State how many lines in the listing below include the word "tests". Give nothing but the number.

++++++

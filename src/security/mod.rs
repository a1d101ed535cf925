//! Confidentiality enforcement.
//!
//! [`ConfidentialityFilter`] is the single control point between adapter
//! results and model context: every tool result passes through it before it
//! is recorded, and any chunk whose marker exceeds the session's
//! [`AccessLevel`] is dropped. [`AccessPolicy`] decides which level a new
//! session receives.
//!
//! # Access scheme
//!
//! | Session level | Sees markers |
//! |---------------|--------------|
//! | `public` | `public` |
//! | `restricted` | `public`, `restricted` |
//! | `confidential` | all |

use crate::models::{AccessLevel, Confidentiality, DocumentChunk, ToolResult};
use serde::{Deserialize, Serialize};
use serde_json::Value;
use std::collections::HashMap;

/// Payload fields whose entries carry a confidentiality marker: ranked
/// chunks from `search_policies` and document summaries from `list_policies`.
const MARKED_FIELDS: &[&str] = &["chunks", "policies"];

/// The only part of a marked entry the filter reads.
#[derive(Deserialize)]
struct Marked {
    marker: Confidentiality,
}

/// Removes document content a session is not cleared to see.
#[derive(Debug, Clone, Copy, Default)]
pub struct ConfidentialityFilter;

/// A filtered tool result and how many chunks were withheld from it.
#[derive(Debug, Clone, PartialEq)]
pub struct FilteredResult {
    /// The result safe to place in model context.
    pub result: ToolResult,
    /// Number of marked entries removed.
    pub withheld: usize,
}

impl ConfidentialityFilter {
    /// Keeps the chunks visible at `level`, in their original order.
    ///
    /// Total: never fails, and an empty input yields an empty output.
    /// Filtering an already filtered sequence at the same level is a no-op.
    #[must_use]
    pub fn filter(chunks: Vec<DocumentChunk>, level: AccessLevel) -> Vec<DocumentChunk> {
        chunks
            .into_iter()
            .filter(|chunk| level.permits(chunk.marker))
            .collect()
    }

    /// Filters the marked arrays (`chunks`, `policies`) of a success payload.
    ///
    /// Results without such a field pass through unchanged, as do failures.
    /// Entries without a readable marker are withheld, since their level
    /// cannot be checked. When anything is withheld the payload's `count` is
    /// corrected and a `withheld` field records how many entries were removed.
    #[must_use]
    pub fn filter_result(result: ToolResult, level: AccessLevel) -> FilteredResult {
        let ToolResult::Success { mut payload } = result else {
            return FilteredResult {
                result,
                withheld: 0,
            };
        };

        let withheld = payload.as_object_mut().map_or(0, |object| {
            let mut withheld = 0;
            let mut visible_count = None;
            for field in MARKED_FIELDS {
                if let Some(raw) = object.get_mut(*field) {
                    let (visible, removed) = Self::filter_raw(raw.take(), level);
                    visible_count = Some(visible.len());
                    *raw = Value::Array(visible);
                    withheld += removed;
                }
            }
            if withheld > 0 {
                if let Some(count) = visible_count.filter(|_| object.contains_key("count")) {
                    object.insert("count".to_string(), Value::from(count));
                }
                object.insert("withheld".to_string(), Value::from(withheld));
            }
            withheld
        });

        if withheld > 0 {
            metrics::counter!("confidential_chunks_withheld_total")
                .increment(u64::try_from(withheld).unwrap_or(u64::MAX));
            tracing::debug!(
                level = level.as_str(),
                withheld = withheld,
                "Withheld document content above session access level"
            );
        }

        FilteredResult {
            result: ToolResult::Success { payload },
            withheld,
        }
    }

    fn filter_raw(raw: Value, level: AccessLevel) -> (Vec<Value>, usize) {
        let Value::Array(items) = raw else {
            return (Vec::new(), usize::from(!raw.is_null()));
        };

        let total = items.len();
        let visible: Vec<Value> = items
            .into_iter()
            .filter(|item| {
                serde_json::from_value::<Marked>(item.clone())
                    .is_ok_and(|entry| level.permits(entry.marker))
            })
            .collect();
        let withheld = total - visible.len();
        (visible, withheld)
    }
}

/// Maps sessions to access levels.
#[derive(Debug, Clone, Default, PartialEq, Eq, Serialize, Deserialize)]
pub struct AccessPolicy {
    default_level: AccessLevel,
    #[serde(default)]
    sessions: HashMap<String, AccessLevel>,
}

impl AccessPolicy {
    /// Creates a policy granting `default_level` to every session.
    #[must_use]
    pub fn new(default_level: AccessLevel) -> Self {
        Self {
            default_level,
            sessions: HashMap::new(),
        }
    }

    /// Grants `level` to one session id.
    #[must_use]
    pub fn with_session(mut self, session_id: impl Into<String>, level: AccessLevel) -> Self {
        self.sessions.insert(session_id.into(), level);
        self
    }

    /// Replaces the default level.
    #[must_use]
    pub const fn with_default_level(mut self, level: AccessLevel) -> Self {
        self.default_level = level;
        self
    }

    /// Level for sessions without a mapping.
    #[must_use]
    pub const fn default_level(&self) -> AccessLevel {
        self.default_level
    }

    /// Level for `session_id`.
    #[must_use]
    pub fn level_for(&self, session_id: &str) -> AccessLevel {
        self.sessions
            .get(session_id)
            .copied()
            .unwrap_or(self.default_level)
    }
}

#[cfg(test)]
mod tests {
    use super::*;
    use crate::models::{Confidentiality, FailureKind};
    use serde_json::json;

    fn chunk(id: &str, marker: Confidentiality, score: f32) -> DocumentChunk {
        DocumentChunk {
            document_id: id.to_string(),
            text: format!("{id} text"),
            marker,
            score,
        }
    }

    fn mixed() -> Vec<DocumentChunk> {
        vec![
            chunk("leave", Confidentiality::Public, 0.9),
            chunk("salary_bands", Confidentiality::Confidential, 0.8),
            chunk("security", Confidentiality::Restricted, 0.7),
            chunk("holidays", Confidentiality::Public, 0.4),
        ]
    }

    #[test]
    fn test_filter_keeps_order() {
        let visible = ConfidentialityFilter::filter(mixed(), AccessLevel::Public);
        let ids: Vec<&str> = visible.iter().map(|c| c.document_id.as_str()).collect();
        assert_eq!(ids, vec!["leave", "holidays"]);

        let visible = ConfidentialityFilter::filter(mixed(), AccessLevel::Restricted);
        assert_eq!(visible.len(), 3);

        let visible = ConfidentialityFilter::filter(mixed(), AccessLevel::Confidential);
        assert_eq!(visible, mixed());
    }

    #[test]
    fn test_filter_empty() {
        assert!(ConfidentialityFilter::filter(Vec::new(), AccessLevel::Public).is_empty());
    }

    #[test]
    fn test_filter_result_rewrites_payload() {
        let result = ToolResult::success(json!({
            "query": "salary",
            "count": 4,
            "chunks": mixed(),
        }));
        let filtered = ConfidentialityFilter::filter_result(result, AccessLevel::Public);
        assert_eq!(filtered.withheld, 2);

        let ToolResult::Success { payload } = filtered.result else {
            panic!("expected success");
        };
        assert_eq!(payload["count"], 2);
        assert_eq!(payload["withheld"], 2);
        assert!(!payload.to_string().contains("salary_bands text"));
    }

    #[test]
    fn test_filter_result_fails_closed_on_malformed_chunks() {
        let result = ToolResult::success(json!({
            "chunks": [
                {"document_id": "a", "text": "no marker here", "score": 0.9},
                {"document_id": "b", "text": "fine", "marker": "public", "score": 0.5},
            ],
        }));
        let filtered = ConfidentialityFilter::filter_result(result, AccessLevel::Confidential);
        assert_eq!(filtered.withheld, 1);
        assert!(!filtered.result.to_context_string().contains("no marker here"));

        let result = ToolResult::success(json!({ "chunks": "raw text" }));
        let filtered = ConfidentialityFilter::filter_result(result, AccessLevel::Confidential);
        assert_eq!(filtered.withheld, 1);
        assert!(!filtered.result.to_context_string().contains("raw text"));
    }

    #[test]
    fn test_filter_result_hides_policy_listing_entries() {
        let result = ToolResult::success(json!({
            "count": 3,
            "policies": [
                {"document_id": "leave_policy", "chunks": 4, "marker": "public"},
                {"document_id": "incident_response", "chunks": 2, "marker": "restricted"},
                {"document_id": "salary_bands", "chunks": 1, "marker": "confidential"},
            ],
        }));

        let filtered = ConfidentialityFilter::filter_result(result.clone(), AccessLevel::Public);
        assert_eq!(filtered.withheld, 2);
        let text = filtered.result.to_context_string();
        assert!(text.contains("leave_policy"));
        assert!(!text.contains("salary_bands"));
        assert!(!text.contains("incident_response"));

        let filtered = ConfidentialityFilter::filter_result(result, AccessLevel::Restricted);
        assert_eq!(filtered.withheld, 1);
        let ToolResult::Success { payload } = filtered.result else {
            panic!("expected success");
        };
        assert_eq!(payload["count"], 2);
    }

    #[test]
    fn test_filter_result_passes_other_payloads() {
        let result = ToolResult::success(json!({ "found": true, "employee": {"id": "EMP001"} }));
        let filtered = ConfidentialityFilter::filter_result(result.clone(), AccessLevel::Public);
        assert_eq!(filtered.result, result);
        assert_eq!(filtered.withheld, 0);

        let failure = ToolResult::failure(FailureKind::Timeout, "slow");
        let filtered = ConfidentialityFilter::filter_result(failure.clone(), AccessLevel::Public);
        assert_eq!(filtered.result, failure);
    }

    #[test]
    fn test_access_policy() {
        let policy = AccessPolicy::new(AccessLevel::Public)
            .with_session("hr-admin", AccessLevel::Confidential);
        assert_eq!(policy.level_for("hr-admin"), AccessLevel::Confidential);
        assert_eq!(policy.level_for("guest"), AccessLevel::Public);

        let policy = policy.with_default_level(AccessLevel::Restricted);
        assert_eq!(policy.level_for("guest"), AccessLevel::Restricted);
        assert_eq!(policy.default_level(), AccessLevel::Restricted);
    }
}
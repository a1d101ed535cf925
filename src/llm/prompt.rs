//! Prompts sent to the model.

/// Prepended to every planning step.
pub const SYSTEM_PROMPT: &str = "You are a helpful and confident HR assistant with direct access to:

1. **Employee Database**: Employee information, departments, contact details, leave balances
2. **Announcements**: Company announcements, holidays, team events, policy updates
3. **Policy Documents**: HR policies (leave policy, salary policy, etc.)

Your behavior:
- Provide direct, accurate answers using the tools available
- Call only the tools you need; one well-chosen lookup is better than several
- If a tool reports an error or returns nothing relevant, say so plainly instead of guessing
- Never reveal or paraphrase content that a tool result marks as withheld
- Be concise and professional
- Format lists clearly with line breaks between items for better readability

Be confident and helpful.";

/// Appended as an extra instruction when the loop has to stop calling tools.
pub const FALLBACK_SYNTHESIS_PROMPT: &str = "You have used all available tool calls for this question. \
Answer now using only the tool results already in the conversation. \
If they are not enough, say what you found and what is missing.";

++++++

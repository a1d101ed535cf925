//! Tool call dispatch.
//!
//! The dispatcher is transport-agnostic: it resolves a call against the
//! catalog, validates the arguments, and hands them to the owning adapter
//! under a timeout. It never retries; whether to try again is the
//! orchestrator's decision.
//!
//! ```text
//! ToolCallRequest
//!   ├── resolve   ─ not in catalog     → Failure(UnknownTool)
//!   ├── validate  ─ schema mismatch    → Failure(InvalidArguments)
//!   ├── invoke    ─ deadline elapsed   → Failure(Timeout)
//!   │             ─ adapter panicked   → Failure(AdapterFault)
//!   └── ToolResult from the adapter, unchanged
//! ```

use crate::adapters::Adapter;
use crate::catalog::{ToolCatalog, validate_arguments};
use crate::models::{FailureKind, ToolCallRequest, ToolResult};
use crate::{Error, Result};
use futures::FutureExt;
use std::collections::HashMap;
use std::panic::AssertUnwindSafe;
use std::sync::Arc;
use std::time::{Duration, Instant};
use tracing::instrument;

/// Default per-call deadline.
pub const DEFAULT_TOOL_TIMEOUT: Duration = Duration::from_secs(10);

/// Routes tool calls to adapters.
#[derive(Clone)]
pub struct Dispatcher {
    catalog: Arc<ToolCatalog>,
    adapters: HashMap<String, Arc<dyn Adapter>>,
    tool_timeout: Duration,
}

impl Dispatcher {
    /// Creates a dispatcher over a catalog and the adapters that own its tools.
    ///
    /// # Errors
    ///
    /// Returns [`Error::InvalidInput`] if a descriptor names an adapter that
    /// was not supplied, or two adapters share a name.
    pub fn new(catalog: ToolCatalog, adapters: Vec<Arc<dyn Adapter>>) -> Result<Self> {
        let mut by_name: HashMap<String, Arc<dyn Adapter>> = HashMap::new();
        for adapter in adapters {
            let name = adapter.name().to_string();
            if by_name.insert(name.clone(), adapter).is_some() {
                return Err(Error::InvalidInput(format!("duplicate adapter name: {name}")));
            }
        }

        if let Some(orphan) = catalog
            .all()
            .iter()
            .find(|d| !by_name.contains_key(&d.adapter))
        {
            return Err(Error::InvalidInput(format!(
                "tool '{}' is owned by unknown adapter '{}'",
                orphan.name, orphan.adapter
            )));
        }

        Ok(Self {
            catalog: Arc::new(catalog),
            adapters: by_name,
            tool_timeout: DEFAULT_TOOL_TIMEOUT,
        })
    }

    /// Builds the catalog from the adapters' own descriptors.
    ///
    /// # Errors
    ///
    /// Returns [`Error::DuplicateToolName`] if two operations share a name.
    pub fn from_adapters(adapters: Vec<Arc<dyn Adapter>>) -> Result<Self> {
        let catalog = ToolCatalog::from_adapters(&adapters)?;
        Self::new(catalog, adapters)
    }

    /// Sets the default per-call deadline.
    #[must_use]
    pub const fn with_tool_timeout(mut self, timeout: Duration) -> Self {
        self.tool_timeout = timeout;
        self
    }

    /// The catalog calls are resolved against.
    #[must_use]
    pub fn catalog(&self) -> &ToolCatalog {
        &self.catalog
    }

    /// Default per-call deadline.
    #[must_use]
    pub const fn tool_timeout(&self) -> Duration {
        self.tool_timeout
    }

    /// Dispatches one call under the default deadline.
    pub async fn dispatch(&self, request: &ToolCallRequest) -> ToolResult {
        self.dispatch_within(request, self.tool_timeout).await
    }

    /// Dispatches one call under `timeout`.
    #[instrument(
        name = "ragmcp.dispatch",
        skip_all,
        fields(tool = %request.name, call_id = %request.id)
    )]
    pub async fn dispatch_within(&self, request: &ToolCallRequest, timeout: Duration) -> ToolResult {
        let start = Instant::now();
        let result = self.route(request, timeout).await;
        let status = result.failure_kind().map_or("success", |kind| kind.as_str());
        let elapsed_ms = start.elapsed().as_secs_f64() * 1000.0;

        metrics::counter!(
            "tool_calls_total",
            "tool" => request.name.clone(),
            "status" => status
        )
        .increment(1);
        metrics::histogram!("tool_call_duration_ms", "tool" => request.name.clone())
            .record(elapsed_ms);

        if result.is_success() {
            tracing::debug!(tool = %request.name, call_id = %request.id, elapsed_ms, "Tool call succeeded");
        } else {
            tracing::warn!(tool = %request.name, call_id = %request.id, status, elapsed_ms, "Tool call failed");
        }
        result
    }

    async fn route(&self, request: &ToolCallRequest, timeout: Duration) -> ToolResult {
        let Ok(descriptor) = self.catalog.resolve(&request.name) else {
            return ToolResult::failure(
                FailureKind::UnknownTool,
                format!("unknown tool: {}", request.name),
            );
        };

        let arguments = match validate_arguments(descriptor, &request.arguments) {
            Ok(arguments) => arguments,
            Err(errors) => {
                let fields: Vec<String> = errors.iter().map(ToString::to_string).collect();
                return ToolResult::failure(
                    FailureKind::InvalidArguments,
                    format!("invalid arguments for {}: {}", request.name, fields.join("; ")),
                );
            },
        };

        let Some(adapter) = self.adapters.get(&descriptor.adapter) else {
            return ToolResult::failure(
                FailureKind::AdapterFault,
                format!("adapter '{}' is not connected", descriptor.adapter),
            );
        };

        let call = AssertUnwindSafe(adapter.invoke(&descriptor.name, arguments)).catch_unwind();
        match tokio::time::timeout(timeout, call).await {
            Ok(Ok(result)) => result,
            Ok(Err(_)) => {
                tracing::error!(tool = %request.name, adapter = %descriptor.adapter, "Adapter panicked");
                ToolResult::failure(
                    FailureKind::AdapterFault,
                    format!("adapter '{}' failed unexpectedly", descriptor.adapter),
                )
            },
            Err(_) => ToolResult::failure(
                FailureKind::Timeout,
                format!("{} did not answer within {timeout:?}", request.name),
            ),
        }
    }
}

++++++

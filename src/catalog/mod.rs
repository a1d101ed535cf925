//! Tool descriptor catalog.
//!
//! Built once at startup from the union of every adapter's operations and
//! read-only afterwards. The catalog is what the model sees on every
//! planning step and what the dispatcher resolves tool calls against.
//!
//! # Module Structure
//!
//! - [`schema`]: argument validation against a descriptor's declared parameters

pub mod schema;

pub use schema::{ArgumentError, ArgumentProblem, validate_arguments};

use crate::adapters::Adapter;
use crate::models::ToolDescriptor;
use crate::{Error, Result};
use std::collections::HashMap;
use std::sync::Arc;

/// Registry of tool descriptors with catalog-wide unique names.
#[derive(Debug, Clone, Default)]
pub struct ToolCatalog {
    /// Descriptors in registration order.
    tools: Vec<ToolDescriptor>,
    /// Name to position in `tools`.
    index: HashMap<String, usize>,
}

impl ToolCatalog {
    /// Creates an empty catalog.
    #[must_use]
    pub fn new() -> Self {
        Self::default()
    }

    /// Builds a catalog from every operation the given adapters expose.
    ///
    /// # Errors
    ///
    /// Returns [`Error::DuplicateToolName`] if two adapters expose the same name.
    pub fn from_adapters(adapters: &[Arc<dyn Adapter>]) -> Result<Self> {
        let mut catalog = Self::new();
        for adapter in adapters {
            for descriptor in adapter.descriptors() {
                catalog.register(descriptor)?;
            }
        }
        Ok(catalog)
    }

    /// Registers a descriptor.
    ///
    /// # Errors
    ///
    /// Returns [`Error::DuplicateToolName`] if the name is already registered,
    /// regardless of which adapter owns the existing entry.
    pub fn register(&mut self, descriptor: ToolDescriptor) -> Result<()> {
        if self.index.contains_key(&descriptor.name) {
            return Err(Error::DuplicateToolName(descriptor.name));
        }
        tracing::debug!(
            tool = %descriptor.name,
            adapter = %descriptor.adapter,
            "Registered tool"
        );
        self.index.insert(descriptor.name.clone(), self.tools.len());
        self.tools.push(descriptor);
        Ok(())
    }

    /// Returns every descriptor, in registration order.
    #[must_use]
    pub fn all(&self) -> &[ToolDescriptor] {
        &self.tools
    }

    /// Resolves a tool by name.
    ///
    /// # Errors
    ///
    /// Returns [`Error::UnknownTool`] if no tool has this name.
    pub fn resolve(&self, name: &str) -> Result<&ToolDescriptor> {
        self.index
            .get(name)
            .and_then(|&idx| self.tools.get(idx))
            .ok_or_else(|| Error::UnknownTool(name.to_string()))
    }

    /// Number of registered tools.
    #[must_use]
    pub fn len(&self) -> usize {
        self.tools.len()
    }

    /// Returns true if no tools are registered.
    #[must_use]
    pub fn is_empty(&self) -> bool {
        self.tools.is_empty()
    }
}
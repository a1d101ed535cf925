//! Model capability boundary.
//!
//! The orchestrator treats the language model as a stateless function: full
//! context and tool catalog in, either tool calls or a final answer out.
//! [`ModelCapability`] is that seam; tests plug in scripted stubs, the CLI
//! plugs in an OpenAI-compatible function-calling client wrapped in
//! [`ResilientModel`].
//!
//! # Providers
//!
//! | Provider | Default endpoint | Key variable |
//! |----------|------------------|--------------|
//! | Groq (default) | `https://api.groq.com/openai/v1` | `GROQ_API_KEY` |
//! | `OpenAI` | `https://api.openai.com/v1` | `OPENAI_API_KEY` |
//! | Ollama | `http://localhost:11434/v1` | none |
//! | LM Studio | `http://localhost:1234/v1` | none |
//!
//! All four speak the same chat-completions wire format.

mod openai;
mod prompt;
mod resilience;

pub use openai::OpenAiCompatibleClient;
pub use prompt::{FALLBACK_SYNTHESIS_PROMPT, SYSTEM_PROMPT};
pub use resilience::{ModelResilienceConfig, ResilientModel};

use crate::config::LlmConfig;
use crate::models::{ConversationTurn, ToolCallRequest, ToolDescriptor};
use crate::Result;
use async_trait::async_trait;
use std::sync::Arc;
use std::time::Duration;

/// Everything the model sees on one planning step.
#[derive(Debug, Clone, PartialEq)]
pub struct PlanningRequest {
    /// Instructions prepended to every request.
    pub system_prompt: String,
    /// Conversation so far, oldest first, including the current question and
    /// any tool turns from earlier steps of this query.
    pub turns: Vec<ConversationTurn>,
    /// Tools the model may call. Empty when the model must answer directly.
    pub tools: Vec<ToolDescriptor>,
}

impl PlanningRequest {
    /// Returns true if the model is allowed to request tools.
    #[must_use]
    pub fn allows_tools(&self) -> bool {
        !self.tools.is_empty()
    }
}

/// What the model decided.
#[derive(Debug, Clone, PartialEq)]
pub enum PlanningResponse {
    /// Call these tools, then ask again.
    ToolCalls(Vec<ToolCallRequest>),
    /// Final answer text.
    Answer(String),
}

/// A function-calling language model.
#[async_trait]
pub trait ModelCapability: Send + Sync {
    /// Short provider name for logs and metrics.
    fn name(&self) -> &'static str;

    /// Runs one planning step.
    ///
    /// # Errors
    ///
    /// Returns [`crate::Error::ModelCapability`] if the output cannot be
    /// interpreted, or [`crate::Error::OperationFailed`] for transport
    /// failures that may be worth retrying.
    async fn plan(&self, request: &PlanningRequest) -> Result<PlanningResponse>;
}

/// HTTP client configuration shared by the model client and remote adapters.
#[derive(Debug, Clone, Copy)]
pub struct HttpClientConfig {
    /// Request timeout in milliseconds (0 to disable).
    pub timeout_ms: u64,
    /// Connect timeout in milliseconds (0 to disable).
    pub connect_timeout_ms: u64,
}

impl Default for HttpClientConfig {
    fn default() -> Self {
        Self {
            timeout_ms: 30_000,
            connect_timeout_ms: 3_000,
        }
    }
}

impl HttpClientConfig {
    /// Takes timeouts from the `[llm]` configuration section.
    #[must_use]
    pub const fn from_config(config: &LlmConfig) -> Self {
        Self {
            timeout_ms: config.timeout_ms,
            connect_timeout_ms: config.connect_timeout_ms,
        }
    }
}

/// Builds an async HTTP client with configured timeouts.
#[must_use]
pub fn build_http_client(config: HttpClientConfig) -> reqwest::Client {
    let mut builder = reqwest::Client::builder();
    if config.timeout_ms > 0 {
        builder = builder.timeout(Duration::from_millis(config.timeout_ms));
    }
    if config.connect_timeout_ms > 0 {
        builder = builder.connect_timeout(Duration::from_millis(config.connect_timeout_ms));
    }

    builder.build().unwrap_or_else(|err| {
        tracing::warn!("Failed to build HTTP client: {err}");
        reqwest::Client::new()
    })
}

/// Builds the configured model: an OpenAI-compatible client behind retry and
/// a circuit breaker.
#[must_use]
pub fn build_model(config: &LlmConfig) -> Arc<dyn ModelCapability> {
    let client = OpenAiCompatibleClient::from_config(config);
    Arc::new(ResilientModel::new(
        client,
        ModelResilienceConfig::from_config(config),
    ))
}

++++++

■ OUTPUT ■
2